AUSTIN — A crowd of anti-death penalty protestors, fueled by the controversy over the 2004 execution of Cameron Todd Willingham and changes to the Texas Forensic Science Commission that is looking into the case, gathered at the steps of the Capitol on Saturday for the 10th annual March to Abolish the Death Penalty.

Dozens of protesters marched down South Congress Avenue and recited chants for an end to capital punishment and declared that Gov. Rick Perry was guilty of homicide. The goal, said Scott Cobb, president of the Texas Moratorium Network, was to make Perry admit to Willingham’s innocence and to end the death penalty, which several speakers called corrupt, racist and biased against the poor.

Willingham was convicted of the murder of his three young daughters by setting fire to his Corsicana home in 1991. Recent investigations have questioned the charge of arson.

“We’re certainly convinced now after a review by expert scientific investigators that there is no evidence of arson,” Cobb said.

Joining the protesters were exonerated ex-death row inmates Curtis McCarthy, Ron Keine and Shujaa Graham. Corey Session, brother of Timothy Cole, a man who died in a Texas prison in 1999, spoke as well. Cole’s posthumous exoneration has led to the creation of the Timothy Cole Advisory Panel on Wrongful Convictions, which held its first meeting Friday. Session said he believed Willingham would be exonerated if his case were heard by an advisory panel.

Willingham’s appellate attorney, Walter Reaves, and Willingham’s pen pal and frequent death row visitor, Elizabeth Gilbert, spoke at the event. Gilbert, who said she has three binders full of letters from Willingham, said that after looking into his case, she’s convinced of his innocence.

“Todd was a very caring person,” said Gilbert, who began corresponding with and visiting Willingham in 1999 after getting his information at an anti-death penalty demonstration in Philadelphia. “He was a considerate, polite, funny, smart person. He was a real human being.”

Eugenia Willingham, mother of Willingham, originally was scheduled speak but decided not to. She said she canceled at the last minute in part because she was tired and the drive from her home in Ardmore, Okla., was long. She also said she didn’t want to be a distraction from the focus on her son’s case.

However, Willingham said she also isn’t entirely against the death penalty.

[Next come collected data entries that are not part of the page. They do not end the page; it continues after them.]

//! BigMap load tool
//!
//! Opens a map in a directory, writes a batch of entries, reads them back
//! and prints what the allocator and the page files look like afterwards.

use anyhow::{bail, Context};
use bigmap::{BigMap, BigMapConfig};
use std::path::PathBuf;
use std::time::{Duration, Instant};
use tracing::{info, warn};
use tracing_subscriber::{EnvFilter, FmtSubscriber};

/// Tool configuration
struct Config {
    /// Parent directory of the map
    dir: PathBuf,
    /// Instance name, the map's subdirectory
    name: String,
    /// Number of entries to write
    entries: usize,
    /// Size of each value in bytes
    value_size: usize,
    /// Idle timeout per entry, 0 for none
    ttl_ms: u64,
    /// Page file size in bytes
    page_size: usize,
    /// Delete all page files before exiting
    remove_all: bool,
}

impl Default for Config {
    fn default() -> Self {
        Self {
            dir: std::env::temp_dir().join("bigmap"),
            name: "load".to_string(),
            entries: 100_000,
            value_size: 100,
            ttl_ms: 0,
            page_size: bigmap::config::DEFAULT_PAGE_SIZE,
            remove_all: false,
        }
    }
}

impl Config {
    /// Parse configuration from command-line arguments
    fn from_args() -> Self {
        let mut config = Config::default();
        let args: Vec<String> = std::env::args().collect();

        let mut i = 1;
        while i < args.len() {
            match args[i].as_str() {
                "--dir" | "-d" => {
                    config.dir = PathBuf::from(value_of(&args, i));
                    i += 2;
                }
                "--name" | "-n" => {
                    config.name = value_of(&args, i).to_string();
                    i += 2;
                }
                "--entries" | "-e" => {
                    config.entries = number_of(&args, i);
                    i += 2;
                }
                "--value-size" | "-s" => {
                    config.value_size = number_of(&args, i);
                    i += 2;
                }
                "--ttl-ms" | "-t" => {
                    config.ttl_ms = number_of(&args, i);
                    i += 2;
                }
                "--page-size" | "-p" => {
                    config.page_size = number_of(&args, i);
                    i += 2;
                }
                "--remove-all" => {
                    config.remove_all = true;
                    i += 1;
                }
                "--help" | "-h" => {
                    print_help();
                    std::process::exit(0);
                }
                "--version" | "-v" => {
                    println!("bigmap version {}", bigmap::VERSION);
                    std::process::exit(0);
                }
                _ => {
                    eprintln!("Unknown argument: {}", args[i]);
                    print_help();
                    std::process::exit(1);
                }
            }
        }

        config
    }
}

/// Returns the value following the flag at `i`, exiting if there is none.
fn value_of(args: &[String], i: usize) -> &str {
    match args.get(i + 1) {
        Some(value) => value,
        None => {
            eprintln!("Error: {} requires a value", args[i]);
            std::process::exit(1);
        }
    }
}

fn number_of<T: std::str::FromStr>(args: &[String], i: usize) -> T {
    value_of(args, i).parse().unwrap_or_else(|_| {
        eprintln!("Error: invalid number for {}", args[i]);
        std::process::exit(1);
    })
}

fn print_help() {
    println!(
        r#"
bigmap - load tool for the off-heap memory-mapped hash map

USAGE:
    bigmap [OPTIONS]

OPTIONS:
    -d, --dir <DIR>           Parent directory of the map (default: $TMP/bigmap)
    -n, --name <NAME>         Instance name (default: load)
    -e, --entries <N>         Number of entries to write (default: 100000)
    -s, --value-size <BYTES>  Size of each value (default: 100)
    -t, --ttl-ms <MS>         Idle timeout per entry, 0 for none (default: 0)
    -p, --page-size <BYTES>   Page file size (default: 33554432)
        --remove-all          Delete all page files before exiting
    -v, --version             Print version information
    -h, --help                Print this help message

LOGGING:
    Set RUST_LOG to change verbosity, e.g. RUST_LOG=bigmap=debug
"#
    );
}

fn main() -> anyhow::Result<()> {
    let config = Config::from_args();

    // Set up logging
    let filter = EnvFilter::try_from_default_env().unwrap_or_else(|_| EnvFilter::new("info"));
    FmtSubscriber::builder()
        .with_env_filter(filter)
        .with_target(false)
        .with_thread_ids(false)
        .with_file(false)
        .with_line_number(false)
        .init();

    if config.entries == 0 {
        bail!("--entries must be at least 1");
    }

    let map_config = BigMapConfig::new(&config.dir, config.name.as_str())
        .with_page_size(config.page_size)
        .with_default_ttl(Duration::from_millis(config.ttl_ms))
        .with_initial_capacity(config.entries);
    let map = BigMap::open(map_config)
        .with_context(|| format!("failed to open map in {}", config.dir.display()))?;

    let value = vec![0xABu8; config.value_size];
    let started = Instant::now();
    for i in 0..config.entries {
        let key = format!("key-{:010}", i);
        map.put(key.as_bytes(), &value)
            .with_context(|| format!("failed to put {}", key))?;
    }
    let write_elapsed = started.elapsed();
    info!(
        entries = config.entries,
        elapsed_ms = write_elapsed.as_millis() as u64,
        "Write phase done"
    );

    let started = Instant::now();
    let mut missing = 0usize;
    for i in 0..config.entries {
        let key = format!("key-{:010}", i);
        match map.get(key.as_bytes())? {
            Some(found) if found.len() == value.len() => {}
            _ => missing += 1,
        }
    }
    let read_elapsed = started.elapsed();
    info!(
        entries = config.entries,
        elapsed_ms = read_elapsed.as_millis() as u64,
        "Read phase done"
    );
    if missing > 0 {
        warn!(missing, "Some entries could not be read back");
    }

    let stats = map.allocator_stats();
    println!("entries:             {}", map.len());
    println!("missing on read:     {}", missing);
    println!("write throughput:    {:.0} ops/s", rate(config.entries, write_elapsed));
    println!("read throughput:     {:.0} ops/s", rate(config.entries, read_elapsed));
    println!("back file size:      {} bytes", map.back_file_size()?);
    println!("total slots:         {}", stats.total_entries);
    println!("free slots:          {}", stats.free_entries);
    println!("used slot bytes:     {}", stats.used_slot_size);
    println!("real used bytes:     {}", stats.real_used_slot_size);
    println!("wasted slot bytes:   {}", stats.wasted_slot_size);
    println!("free slot bytes:     {}", stats.free_slot_size);
    println!("acquires/releases:   {}/{}", stats.acquires, stats.releases);
    println!(
        "reuse exact/approx:  {}/{}",
        stats.exact_match_reuses, stats.approximate_match_reuses
    );

    if config.remove_all {
        if !map.remove_all()? {
            warn!("Some page files could not be deleted");
        }
        info!(dir = %config.dir.display(), "All page files removed");
    }

    map.close().context("failed to close map")?;
    Ok(())
}

fn rate(ops: usize, elapsed: Duration) -> f64 {
    ops as f64 / elapsed.as_secs_f64().max(f64::EPSILON)
}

“I feel there probably should be a death penalty,” she said. “But I feel like the system should be reformed in a way so that innocent people aren’t executed. I feel like there are too many people on death row that are innocent.”

Although there had been speculation that the case against Willingham was flawed, much of the national attention on Willingham came after Perry’s decision to not reappoint four state forensic panelists while they were investigating the case. Perry said they were replaced because their terms had expired.

Craig Beyler, a Maryland-based arson expert who had been hired by the Forensic Science Commission, has spoken out against Perry’s action and, in his report, questioned the finding of arson.

Perry responded to Beyler’s criticism by calling Willingham a “monster” and saying Beyler is politically motivated. Beyler has denied those claims.

Perry spokesman Allison Castle said Perry stands by his support for the death penalty. Castle noted that Willingham’s conviction was upheld by nine courts and the death penalty has been upheld as a punishment by the U.S. Supreme Court.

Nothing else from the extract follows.